I shoot him a razor stare, then look pleadingly at my sis.  She says nothing, but deadeyes me.  It’s a friendly kind of deadeye, like she wishes things had turned out differently but it’s too bad they haven’t; and if there’s anything she can do, she’d do it, believe her she would.  But can’t.  Being my half sister and not a miracle worker and all.  For a moment, I believe her.  But then she says, “And…?” Her face has changed, has darkened.

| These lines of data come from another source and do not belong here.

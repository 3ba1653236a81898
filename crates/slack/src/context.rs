//! Routed-context assembly: channel description, system prompt, peer kind.

use parlor_common::types::ChatType;

/// Channel description assembled from topic and purpose: trimmed,
/// deduplicated, newline-joined.
pub fn channel_description(topic: Option<&str>, purpose: Option<&str>) -> Option<String> {
    let mut parts: Vec<&str> = Vec::new();
    for part in [topic, purpose].into_iter().flatten() {
        let part = part.trim();
        if !part.is_empty() && !parts.contains(&part) {
            parts.push(part);
        }
    }
    if parts.is_empty() {
        None
    } else {
        Some(parts.join("\n"))
    }
}

/// System prompt for a command run: channel description first, the
/// configured prompt after, separated by a blank line.
pub fn compose_system_prompt(
    description: Option<&str>,
    configured: Option<&str>,
) -> Option<String> {
    let parts: Vec<&str> = [description, configured]
        .into_iter()
        .flatten()
        .map(str::trim)
        .filter(|part| !part.is_empty())
        .collect();
    if parts.is_empty() {
        None
    } else {
        Some(parts.join("\n\n"))
    }
}

/// Surface kind for a channel. The directory's word wins when it has one;
/// otherwise Slack ID prefixes decide (D = direct, G = group).
pub fn peer_kind(channel_id: &str, directory_kind: Option<ChatType>) -> ChatType {
    directory_kind.unwrap_or(match channel_id.chars().next() {
        Some('D') => ChatType::Dm,
        Some('G') => ChatType::Group,
        _ => ChatType::Channel,
    })
}
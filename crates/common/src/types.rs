use serde::{Deserialize, Serialize};

/// Kind of conversation surface a message or command arrived from.
#[derive(Debug, Clone, Copy, PartialEq, Eq, Serialize, Deserialize)]
#[serde(rename_all = "lowercase")]
pub enum ChatType {
    /// One-on-one direct message.
    Dm,
    /// Multi-party private group.
    Group,
    /// Named channel (public or private room).
    Channel,
}

impl std::fmt::Display for ChatType {
    fn fmt(&self, f: &mut std::fmt::Formatter<'_>) -> std::fmt::Result {
        match self {
            Self::Dm => write!(f, "dm"),
            Self::Group => write!(f, "group"),
            Self::Channel => write!(f, "channel"),
        }
    }
}

/// Kind of reply produced by an agent run.
#[derive(Debug, Clone, Copy, PartialEq, Eq, Serialize, Deserialize)]
#[serde(rename_all = "lowercase")]
pub enum ReplyKind {
    /// Final assistant text.
    Final,
    /// Intermediate tool-use output.
    Tool,
    /// Structured block content (code, attachments).
    Block,
}

/// A single reply payload produced by the dispatch layer.
#[derive(Debug, Clone, Serialize, Deserialize)]
pub struct ReplyPayload {
    pub kind: ReplyKind,
    pub text: String,
}
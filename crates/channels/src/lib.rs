//! Channel-agnostic access policy and dispatch contracts.
//!
//! Platform crates (Slack, and whatever comes next) share the allowlist
//! matcher, the DM/group access policies, and the reply-dispatch collaborator
//! traits defined here. Nothing in this crate talks to a chat platform.

pub mod dispatch;
pub mod gating;
pub mod store;

pub use {
    dispatch::{
        ChannelPeer, DispatchContext, DispatchOptions, ReplyCounts, ReplyDispatcher, ReplySink,
    },
    store::{AllowStore, MemoryAllowStore},
};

So what do I say?  I spell it out for her.  I say, “She’s fucking sick.  She’s dying.  Don’t you think she deserves better than to have the last thing she does on earth is to watch you get married on TV—to a midget?  I mean, God, her whole life, and this is what it comes down to?”

“Okay.”  That’s what she says.  That’s all she says.  Because then she moves in.  She comes right at me and… I’ll spare you.  I’ll spare you the details.  Except to say that it’s too bad my half sister’s a wrestler and I’m not.  Because that might have been interesting.  Not one of those two-second whupass things that are over before you know it, like when Mike Tyson bit that guy’s ear.  Not that my sister did that to me.  Well, she tried to, but missed, chomping instead down on the soft spot behind my ear.  It drew blood.  She flipped me, my half sister, and maybe because she’s my half sister and not my real one she was able to body-slam me without guilt or apprehension.  Without helping me up afterward.  Without, once it was obvious I wasn’t getting up on my own, ever helping me up.  Her midget rooted her on.  It was savage.  Everything happened so fast.  I mean, we used to fight like half-siblings sometimes fight but this was different.  It was like she was trying to prime herself for this afternoon’s match.  It was over in a few seconds flat.  I was upside down, then right side up.  Then sidewise, then something that must have been in betrayal of the laws of gravity.  Soon, I blacked out.  Never undermine your half sister, especially if she’s a wrestler.

“Do it for Mom,” I say before blacking out.

Even though I can’t open my eyes, I can hear her say, “Fuck that.  I’ll do it for myself.”